## What the task requires
All the data should be printed again exactly as written.

## Given records
==============================

//! End-to-end tests: schedule the processor with a real log configuration
//! document, push flowfiles through an in-memory session and check both the
//! routing decisions and what landed in the log file.

use flowfile_logger::prelude::*;
use std::path::Path;
use tempfile::{tempdir, TempDir};

fn file_document(path: &Path, level: &str) -> String {
    serde_json::json!({
        "level": level,
        "pattern": "{l}|{m}",
        "appenders": [{"type": "file", "path": path}]
    })
    .to_string()
}

fn attributes(pairs: &[(&str, &str)]) -> Attributes {
    pairs
        .iter()
        .map(|(k, v)| (k.to_string(), v.to_string()))
        .collect()
}

fn read_log(path: &Path) -> Vec<String> {
    std::fs::read_to_string(path)
        .unwrap_or_default()
        .lines()
        .map(str::to_string)
        .collect()
}

struct Fixture {
    _dir: TempDir,
    log_path: std::path::PathBuf,
    processor: LogProcessor,
}

fn scheduled(properties: &[(&str, &str)]) -> Fixture {
    let dir = tempdir().expect("temp dir");
    let log_path = dir.path().join("flow.log");

    let mut context =
        ProcessContext::new().with_property("logConfiguration", &file_document(&log_path, "info"));
    for (name, value) in properties {
        context.set_property(name, value);
    }

    let processor = LogProcessor::new();
    processor.on_scheduled(&context).expect("schedule processor");

    Fixture {
        _dir: dir,
        log_path,
        processor,
    }
}

fn drain(processor: &LogProcessor, session: &mut InMemorySession) -> Vec<Relationship> {
    let mut routed = Vec::new();
    while let Some(relationship) = processor.on_trigger(session).expect("scheduled") {
        routed.push(relationship);
    }
    routed
}

#[test]
fn test_content_line_without_prefix() {
    let fixture = scheduled(&[]);
    let mut session = InMemorySession::new();
    session.enqueue(Attributes::new(), "hello");

    assert_eq!(
        drain(&fixture.processor, &mut session),
        vec![Relationship::Success]
    );
    assert_eq!(
        read_log(&fixture.log_path),
        vec!["ERROR| flowfile-content: hello ".to_string()]
    );
}

#[test]
fn test_attribute_line_with_prefix() {
    let fixture = scheduled(&[
        ("prefix", "X"),
        ("source", "flowfile-attribute"),
        ("type", "info"),
    ]);
    let mut session = InMemorySession::new();
    session.enqueue(attributes(&[("a", "1")]), "not logged");

    drain(&fixture.processor, &mut session);

    let lines = read_log(&fixture.log_path);
    assert_eq!(lines, vec!["INFO|[X]  flowfile-attribute: {a=1}".to_string()]);
}

#[test]
fn test_whitespace_prefix_is_logged_verbatim() {
    let fixture = scheduled(&[("prefix", "  ")]);
    let mut session = InMemorySession::new();
    session.enqueue(Attributes::new(), "hello");

    assert_eq!(
        drain(&fixture.processor, &mut session),
        vec![Relationship::Success]
    );
    assert_eq!(
        read_log(&fixture.log_path),
        vec!["ERROR|[  ] flowfile-content: hello ".to_string()]
    );
}

#[test]
fn test_selected_attribute_missing_from_flowfile() {
    let fixture = scheduled(&[("attributes", "missing")]);
    let mut session = InMemorySession::new();
    session.enqueue(attributes(&[("filename", "a.txt")]), "body");

    assert_eq!(
        drain(&fixture.processor, &mut session),
        vec![Relationship::Success]
    );
    assert_eq!(
        read_log(&fixture.log_path),
        vec!["ERROR| flowfile-content: body flowfile-attribute: {missing=null}".to_string()]
    );
}

#[test]
fn test_mixed_batch_routes_each_flowfile_once() {
    let fixture = scheduled(&[("source", "flowfile-content+flowfile-attribute")]);
    let mut session = InMemorySession::new();
    session.enqueue(attributes(&[("filename", "good.txt")]), "fine");
    session.enqueue(attributes(&[("filename", "bad.bin")]), vec![0xc3_u8, 0x28]);
    session.enqueue_unreadable(attributes(&[("filename", "gone.txt")]), "claim missing");
    session.enqueue(attributes(&[("filename", "also-good.txt")]), "ok");

    let routed = drain(&fixture.processor, &mut session);
    assert_eq!(
        routed,
        vec![
            Relationship::Success,
            Relationship::Failure,
            Relationship::Failure,
            Relationship::Success,
        ]
    );
    assert_eq!(session.pending(), 0);
    assert_eq!(session.transferred().len(), 4);

    let failed: Vec<&str> = session
        .transferred_to(Relationship::Failure)
        .iter()
        .filter_map(|f| f.attribute("filename"))
        .collect();
    assert_eq!(failed, vec!["bad.bin", "gone.txt"]);

    assert_eq!(read_log(&fixture.log_path).len(), 2);
}

#[test]
fn test_level_threshold_drops_lines_but_still_succeeds() {
    let dir = tempdir().expect("temp dir");
    let log_path = dir.path().join("flow.log");
    let processor = LogProcessor::new();
    processor
        .on_scheduled(
            &ProcessContext::new()
                .with_property("logConfiguration", &file_document(&log_path, "error"))
                .with_property("type", "info"),
        )
        .expect("schedule");

    let mut session = InMemorySession::new();
    session.enqueue(Attributes::new(), "quiet");

    assert_eq!(drain(&processor, &mut session), vec![Relationship::Success]);
    assert!(read_log(&log_path).is_empty());
}

#[test]
fn test_unparseable_document_fails_activation() {
    let processor = LogProcessor::new();
    let err = processor
        .on_scheduled(
            &ProcessContext::new().with_property("logConfiguration", "<Configuration/>"),
        )
        .expect_err("document is not JSON");
    assert!(matches!(err, ConfigurationError::InvalidDocument(_)));

    let mut session = InMemorySession::new();
    session.enqueue(Attributes::new(), "waiting");
    assert!(matches!(
        processor.on_trigger(&mut session),
        Err(TriggerError::NotScheduled(_))
    ));
    assert_eq!(session.pending(), 1);
}

#[test]
fn test_rescheduling_switches_sink() {
    let dir = tempdir().expect("temp dir");
    let first = dir.path().join("first.log");
    let second = dir.path().join("second.log");
    let processor = LogProcessor::new();

    processor
        .on_scheduled(
            &ProcessContext::new().with_property("logConfiguration", &file_document(&first, "info")),
        )
        .expect("schedule first");
    let mut session = InMemorySession::new();
    session.enqueue(Attributes::new(), "one");
    drain(&processor, &mut session);

    processor
        .on_scheduled(
            &ProcessContext::new()
                .with_property("logConfiguration", &file_document(&second, "info"))
                .with_property("prefix", "v2"),
        )
        .expect("schedule second");
    session.enqueue(Attributes::new(), "two");
    drain(&processor, &mut session);

    assert_eq!(read_log(&first), vec!["ERROR| flowfile-content: one ".to_string()]);
    assert_eq!(
        read_log(&second),
        vec!["ERROR|[v2] flowfile-content: two ".to_string()]
    );
}

#[test]
fn test_stopped_processor_rejects_triggers() {
    let fixture = scheduled(&[]);
    fixture.processor.on_stopped();

    let mut session = InMemorySession::new();
    session.enqueue(Attributes::new(), "late");
    assert!(fixture.processor.on_trigger(&mut session).is_err());
}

==============================

## Answer box
//! End-to-end tests: schedule the processor with a real log configuration
//! document, push flowfiles through an in-memory session and check both the
//! routing decisions and what landed in the log file.

use flowfile_logger::prelude::*;
use std::path::Path;
use tempfile::{tempdir, TempDir};

fn file_document(path: &Path, level: &str) -> String {
    serde_json::json!({
        "level": level,
        "pattern": "{l}|{m}",
        "appenders": [{"type": "file", "path": path}]
    })
    .to_string()
}

fn attributes(pairs: &[(&str, &str)]) -> Attributes {
    pairs
        .iter()
        .map(|(k, v)| (k.to_string(), v.to_string()))
        .collect()
}

fn read_log(path: &Path) -> Vec<String> {
    std::fs::read_to_string(path)
        .unwrap_or_default()
        .lines()
        .map(str::to_string)
        .collect()
}

struct Fixture {
    _dir: TempDir,
    log_path: std::path::PathBuf,
    processor: LogProcessor,
}

fn scheduled(properties: &[(&str, &str)]) -> Fixture {
    let dir = tempdir().expect("temp dir");
    let log_path = dir.path().join("flow.log");

    let mut context =
        ProcessContext::new().with_property("logConfiguration", &file_document(&log_path, "info"));
    for (name, value) in properties {
        context.set_property(name, value);
    }

    let processor = LogProcessor::new();
    processor.on_scheduled(&context).expect("schedule processor");

    Fixture {
        _dir: dir,
        log_path,
        processor,
    }
}

fn drain(processor: &LogProcessor, session: &mut InMemorySession) -> Vec<Relationship> {
    let mut routed = Vec::new();
    while let Some(relationship) = processor.on_trigger(session).expect("scheduled") {
        routed.push(relationship);
    }
    routed
}

#[test]
fn test_content_line_without_prefix() {
    let fixture = scheduled(&[]);
    let mut session = InMemorySession::new();
    session.enqueue(Attributes::new(), "hello");

    assert_eq!(
        drain(&fixture.processor, &mut session),
        vec![Relationship::Success]
    );
    assert_eq!(
        read_log(&fixture.log_path),
        vec!["ERROR| flowfile-content: hello ".to_string()]
    );
}

#[test]
fn test_attribute_line_with_prefix() {
    let fixture = scheduled(&[
        ("prefix", "X"),
        ("source", "flowfile-attribute"),
        ("type", "info"),
    ]);
    let mut session = InMemorySession::new();
    session.enqueue(attributes(&[("a", "1")]), "not logged");

    drain(&fixture.processor, &mut session);

    let lines = read_log(&fixture.log_path);
    assert_eq!(lines, vec!["INFO|[X]  flowfile-attribute: {a=1}".to_string()]);
}

#[test]
fn test_whitespace_prefix_is_logged_verbatim() {
    let fixture = scheduled(&[("prefix", "  ")]);
    let mut session = InMemorySession::new();
    session.enqueue(Attributes::new(), "hello");

    assert_eq!(
        drain(&fixture.processor, &mut session),
        vec![Relationship::Success]
    );
    assert_eq!(
        read_log(&fixture.log_path),
        vec!["ERROR|[  ] flowfile-content: hello ".to_string()]
    );
}

#[test]
fn test_selected_attribute_missing_from_flowfile() {
    let fixture = scheduled(&[("attributes", "missing")]);
    let mut session = InMemorySession::new();
    session.enqueue(attributes(&[("filename", "a.txt")]), "body");

    assert_eq!(
        drain(&fixture.processor, &mut session),
        vec![Relationship::Success]
    );
    assert_eq!(
        read_log(&fixture.log_path),
        vec!["ERROR| flowfile-content: body flowfile-attribute: {missing=null}".to_string()]
    );
}

#[test]
fn test_mixed_batch_routes_each_flowfile_once() {
    let fixture = scheduled(&[("source", "flowfile-content+flowfile-attribute")]);
    let mut session = InMemorySession::new();
    session.enqueue(attributes(&[("filename", "good.txt")]), "fine");
    session.enqueue(attributes(&[("filename", "bad.bin")]), vec![0xc3_u8, 0x28]);
    session.enqueue_unreadable(attributes(&[("filename", "gone.txt")]), "claim missing");
    session.enqueue(attributes(&[("filename", "also-good.txt")]), "ok");

    let routed = drain(&fixture.processor, &mut session);
    assert_eq!(
        routed,
        vec![
            Relationship::Success,
            Relationship::Failure,
            Relationship::Failure,
            Relationship::Success,
        ]
    );
    assert_eq!(session.pending(), 0);
    assert_eq!(session.transferred().len(), 4);

    let failed: Vec<&str> = session
        .transferred_to(Relationship::Failure)
        .iter()
        .filter_map(|f| f.attribute("filename"))
        .collect();
    assert_eq!(failed, vec!["bad.bin", "gone.txt"]);

    assert_eq!(read_log(&fixture.log_path).len(), 2);
}

#[test]
fn test_level_threshold_drops_lines_but_still_succeeds() {
    let dir = tempdir().expect("temp dir");
    let log_path = dir.path().join("flow.log");
    let processor = LogProcessor::new();
    processor
        .on_scheduled(
            &ProcessContext::new()
                .with_property("logConfiguration", &file_document(&log_path, "error"))
                .with_property("type", "info"),
        )
        .expect("schedule");

    let mut session = InMemorySession::new();
    session.enqueue(Attributes::new(), "quiet");

    assert_eq!(drain(&processor, &mut session), vec![Relationship::Success]);
    assert!(read_log(&log_path).is_empty());
}

#[test]
fn test_unparseable_document_fails_activation() {
    let processor = LogProcessor::new();
    let err = processor
        .on_scheduled(
            &ProcessContext::new().with_property("logConfiguration", "<Configuration/>"),
        )
        .expect_err("document is not JSON");
    assert!(matches!(err, ConfigurationError::InvalidDocument(_)));

    let mut session = InMemorySession::new();
    session.enqueue(Attributes::new(), "waiting");
    assert!(matches!(
        processor.on_trigger(&mut session),
        Err(TriggerError::NotScheduled(_))
    ));
    assert_eq!(session.pending(), 1);
}

#[test]
fn test_rescheduling_switches_sink() {
    let dir = tempdir().expect("temp dir");
    let first = dir.path().join("first.log");
    let second = dir.path().join("second.log");
    let processor = LogProcessor::new();

    processor
        .on_scheduled(
            &ProcessContext::new().with_property("logConfiguration", &file_document(&first, "info")),
        )
        .expect("schedule first");
    let mut session = InMemorySession::new();
    session.enqueue(Attributes::new(), "one");
    drain(&processor, &mut session);

    processor
        .on_scheduled(
            &ProcessContext::new()
                .with_property("logConfiguration", &file_document(&second, "info"))
                .with_property("prefix", "v2"),
        )
        .expect("schedule second");
    session.enqueue(Attributes::new(), "two");
    drain(&processor, &mut session);

    assert_eq!(read_log(&first), vec!["ERROR| flowfile-content: one ".to_string()]);
    assert_eq!(
        read_log(&second),
        vec!["ERROR|[v2] flowfile-content: two ".to_string()]
    );
}

#[test]
fn test_stopped_processor_rejects_triggers() {
    let fixture = scheduled(&[]);
    fixture.processor.on_stopped();

    let mut session = InMemorySession::new();
    session.enqueue(Attributes::new(), "late");
    assert!(fixture.processor.on_trigger(&mut session).is_err());
}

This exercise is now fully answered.